Dans cette production romaine, la Tosca de Puccini continue d’épouser les émotions complexes et les funestes silhouettes avec une beauté aussi étonnante qu’arrogante…
Mais c’est d’abord pour le critique étranger un formidable exercice anthropologique à la façon d’une scène du Roma de Fellini. Car sur le plateau, c’est un vrai défilé de mode, à croire que tout le quartier du Parioli, le « Neuilly » romain s’est donné rendez-vous à l’opéra. On discute, on bavarde, on se toise… Un peu comme pour un match de la Roma face à la Lazio, on dirait que la ville s’arrête le temps d’une soirée. Quand le rideau se lève, le spectacle est autant sur scène que parmi le public. On chuchote, on s’exclame en reconnaissant tel ou tel lieu mythique de la capitale italienne, on chantonne aussi, tout en surveillant du coin de l’œil le portable et les résultats du calcio au point d’énerver les touristes mélomanes de passage. Mais on ne peut toutefois que se réjouir de voir ce spectacle, en sentant toutes les vibrations d’un public romain totalement acquis, quand on sait que le Teatro Costanzi risquait de fermer ses portes en 2014. Certes, l’essentiel n’est pas là, et c’est sur scène que le vrai spectacle s’est joué. Evidemment quand il s’agit de toucher à un monstre sacré, difficile de se montrer original dans la mise en scène.

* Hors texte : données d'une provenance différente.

//! # socks5-wire - SOCKS5 wire codec
//!
//! Converts between SOCKS5 (RFC 1928) and username/password (RFC 1929)
//! messages and their exact wire layouts. Sockets, connection state,
//! authentication policy and data relaying belong to the caller; this crate
//! only shapes bytes.
//!
//! ## Usage
//!
//! ```rust,ignore
//! use socks5_wire::{decode_methods, decode_request, encode_method, encode_reply};
//! use socks5_wire::{AuthMethod, Reply, ReplyCode};
//!
//! async fn handshake(stream: &mut tokio::net::TcpStream) -> socks5_wire::Result<()> {
//!     let methods = decode_methods(stream).await?;
//!     if !methods.contains(AuthMethod::None) {
//!         return encode_method(AuthMethod::NotAcceptable, stream).await;
//!     }
//!     encode_method(AuthMethod::None, stream).await?;
//!
//!     let request = decode_request(stream).await?;
//!     tracing::info!("{} to {}", request.command, request.address);
//!     encode_reply(&Reply::unbound(ReplyCode::Succeeded), stream).await
//! }
//! ```
//!
//! ## Framing
//!
//! Decoders read a fixed prefix, compute the frame length from it, then
//! read exactly the remainder. They never consume bytes belonging to the
//! next message, so one stream can carry a whole handshake.

#![warn(missing_docs)]
#![warn(rust_2018_idioms)]

pub mod address;
pub mod auth;
pub mod command;
pub mod config;
pub mod consts;
pub mod error;
mod frame;
pub mod method;
pub mod udp;

// Re-export commonly used items
pub use address::{AddrKind, Address};
pub use auth::{
    decode_credential, decode_status, encode_credential, encode_status, UserPassCredential,
    UserPassStatus,
};
pub use command::{
    decode_reply, decode_request, encode_reply, encode_request, Command, Reply, ReplyCode,
    Request,
};
pub use config::{load_config, parse_config, CodecConfig};
pub use error::{Result, Socks5Error};
pub use method::{
    decode_method, decode_methods, encode_method, encode_methods, AuthMethod, MethodSet,
};
pub use udp::{decode_datagram, encode_datagram, UdpCodec, UdpDatagram, UdpFraming, UdpHeader};

/// Version of the library
pub const VERSION: &str = env!("CARGO_PKG_VERSION");

/// Name of the library
pub const NAME: &str = env!("CARGO_PKG_NAME");
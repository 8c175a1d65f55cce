//! Test utilities for socks5-wire
//!
//! Raw frame builders used across integration tests, written independently
//! of the encoders so that decoders are checked against hand-built bytes.

#![allow(dead_code)]

use socks5_wire::consts::*;
use std::io;
use std::sync::{Arc, Mutex};
use tokio::io::{duplex, DuplexStream};

/// Create a pair of connected duplex streams for testing
pub fn create_mock_stream_pair() -> (DuplexStream, DuplexStream) {
    duplex(128 * 1024)
}

/// Install a tracing subscriber honouring `RUST_LOG`
pub fn init_tracing() {
    let _ = tracing_subscriber::fmt()
        .with_env_filter(tracing_subscriber::EnvFilter::from_default_env())
        .with_test_writer()
        .try_init();
}

/// Formatted log output collected by [`capture_logs`]
#[derive(Clone, Default)]
pub struct LogBuffer(Arc<Mutex<Vec<u8>>>);

impl LogBuffer {
    pub fn contents(&self) -> String {
        String::from_utf8_lossy(&self.0.lock().unwrap()).into_owned()
    }
}

impl io::Write for LogBuffer {
    fn write(&mut self, buf: &[u8]) -> io::Result<usize> {
        self.0.lock().unwrap().extend_from_slice(buf);
        Ok(buf.len())
    }

    fn flush(&mut self) -> io::Result<()> {
        Ok(())
    }
}

/// Capture every event on the current thread until the guard is dropped
pub fn capture_logs() -> (LogBuffer, tracing::subscriber::DefaultGuard) {
    let logs = LogBuffer::default();
    let writer = logs.clone();
    let subscriber = tracing_subscriber::fmt()
        .with_max_level(tracing::Level::TRACE)
        .with_ansi(false)
        .with_writer(move || writer.clone())
        .finish();
    (logs, tracing::subscriber::set_default(subscriber))
}

/// Raw SOCKS5 frames
pub mod socks5_frames {
    use super::*;

    /// Method negotiation offering `methods`
    pub fn methods(methods: &[u8]) -> Vec<u8> {
        let mut frame = vec![SOCKS5_VERSION, methods.len() as u8];
        frame.extend_from_slice(methods);
        frame
    }

    /// Username/password request
    pub fn credential(username: &str, password: &str) -> Vec<u8> {
        let mut frame = vec![SOCKS5_AUTH_VERSION, username.len() as u8];
        frame.extend_from_slice(username.as_bytes());
        frame.push(password.len() as u8);
        frame.extend_from_slice(password.as_bytes());
        frame
    }

    /// IPv4 address body
    pub fn addr_ipv4(ip: [u8; 4], port: u16) -> Vec<u8> {
        let mut addr = vec![SOCKS5_ADDR_TYPE_IPV4];
        addr.extend_from_slice(&ip);
        addr.extend_from_slice(&port.to_be_bytes());
        addr
    }

    /// Domain address body
    pub fn addr_domain(domain: &str, port: u16) -> Vec<u8> {
        let mut addr = vec![SOCKS5_ADDR_TYPE_DOMAIN, domain.len() as u8];
        addr.extend_from_slice(domain.as_bytes());
        addr.extend_from_slice(&port.to_be_bytes());
        addr
    }

    /// Request or reply frame
    pub fn command(code: u8, addr: &[u8]) -> Vec<u8> {
        let mut frame = vec![SOCKS5_VERSION, code, SOCKS5_RESERVED];
        frame.extend_from_slice(addr);
        frame
    }

    /// Length-prefixed UDP datagram
    pub fn udp(fragment: u8, addr: &[u8], payload: &[u8]) -> Vec<u8> {
        let mut frame = (payload.len() as u16).to_be_bytes().to_vec();
        frame.push(fragment);
        frame.extend_from_slice(addr);
        frame.extend_from_slice(payload);
        frame
    }
}

#[cfg(test)]
mod tests {
    use super::*;

    #[tokio::test]
    async fn test_create_mock_stream_pair() {
        let (mut a, mut b) = create_mock_stream_pair();

        use tokio::io::{AsyncReadExt, AsyncWriteExt};

        a.write_all(b"hello").await.unwrap();
        let mut buf = [0u8; 5];
        b.read_exact(&mut buf).await.unwrap();
        assert_eq!(&buf, b"hello");
    }

    #[test]
    fn test_command_frame_layout() {
        let frame = socks5_frames::command(1, &socks5_frames::addr_ipv4([127, 0, 0, 1], 80));
        assert_eq!(frame, vec![5, 1, 0, 1, 127, 0, 0, 1, 0, 80]);
    }
}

Mais c’est là tout le charme de cette production d’Alessandro Talevi, en nous présentant des décors et costumes reconstitués à partir des croquis originaux d’Adolf Hohenstein pour la première représentation de la Tosca qui eut lieu à Rome le 14 janvier 1900. Le charme opère encore plus d’un siècle plus tard…
Le ténor Stefano La Colla est Mario Cavaradossi, le peintre amant de la cantatrice, Flora Tosca. La Colla, c’est tout ce qu’on espère du ténor italien dans la grande tradition. Un rôle taillé sur mesure, tant ce personnage est interprété avec sentiment, mais aussi virilité. La Colla a vécu, respiré et incarné Cavaradossi, chantant avec passion et enthousiasme. La Colla sait être un véritable soleil sur la scène, tant sa voix est ample et son souffle tient la longueur, il peut être sombre aussi aux moments les plus dramatiques avec une émotion jamais feinte. Quand culmine l’acte III, et son fameux « E lucevan le stelle », le ténor l’interprète avec une grande beauté, une de celle que l’on espère en allant voir le célèbre opéra de Puccini. C’est le cas ici, et le ténor s’en amuse au point de faire, sous les acclamations du public et à la demande du chef, le bisse immédiatement.
Quant à Tosca, on retrouve la jeune soprano napolitaine Anna Pirozzi. A nos confrères de La Repubblica, elle confiait que chanter Tosca à Rome était Le rêve de tout chanteur. Pirozzi a un timbre riche et coloré, et sa prestation aussi naturelle qu’impressionnante lui permet d’allier musicalité et puissance. Sa voix est chaude, vibrante, toujours dosée à bon escient. Dès l’acte I, son duo avec Cavaradossi est d’une sensualité poignante. Pendant la scène de torture, dans l’acte II, elle crie et sanglote avec une passion extrême. Quelques minutes plus tard, commençant doucement avant d’évoluer vers un éclat de douleur passionnée, son « Vissi d’arte » est d’une clarté impressionnante, comme si Pirozzi était emportée par le choc de ce qui arrive au moment d’assassiner Scarpia. Quant au troisième acte, lors du second duo avec Cavaradossi, tous les accents passionnés se mêlent au pressentiment dépressif de la mort. Tout l’acte apparaît alors comme un jeu de phrasé intelligent, rendant la douleur de la cantatrice vraiment crédible.
Le baryton Giovanni Meoni interprète enfin le terrible baron Scarpia. Sa voix se combine parfaitement à la férocité hypocrite du personnage. Avec un phrasé aussi féroce qu’inoubliable, Meoni sculpte les mots qui précèdent le Te Deum, et on sait déjà que le deuxième acte sera le sien, jouant l’ensemble avec l’impudence du tyran et la violence sinistre du maître chanteur comme au moment de ce passage d’une puissance extrême, « Già, mi dicon venal ».
Pour sa part, Donato Renzetti contribue à rendre cette Tosca aussi passionnante que populaire. Certes, il n’y a pas toujours une profonde attention dans la conduite, créant parfois un sentiment vague, une vibration fébrile et bavarde qui semble épouser celle du public, mais l’ensemble laisse surtout la première place à l’interprétation sur scène, comme si Renzetti cherchait à rendre toutes les nuances de cette partition impressionniste.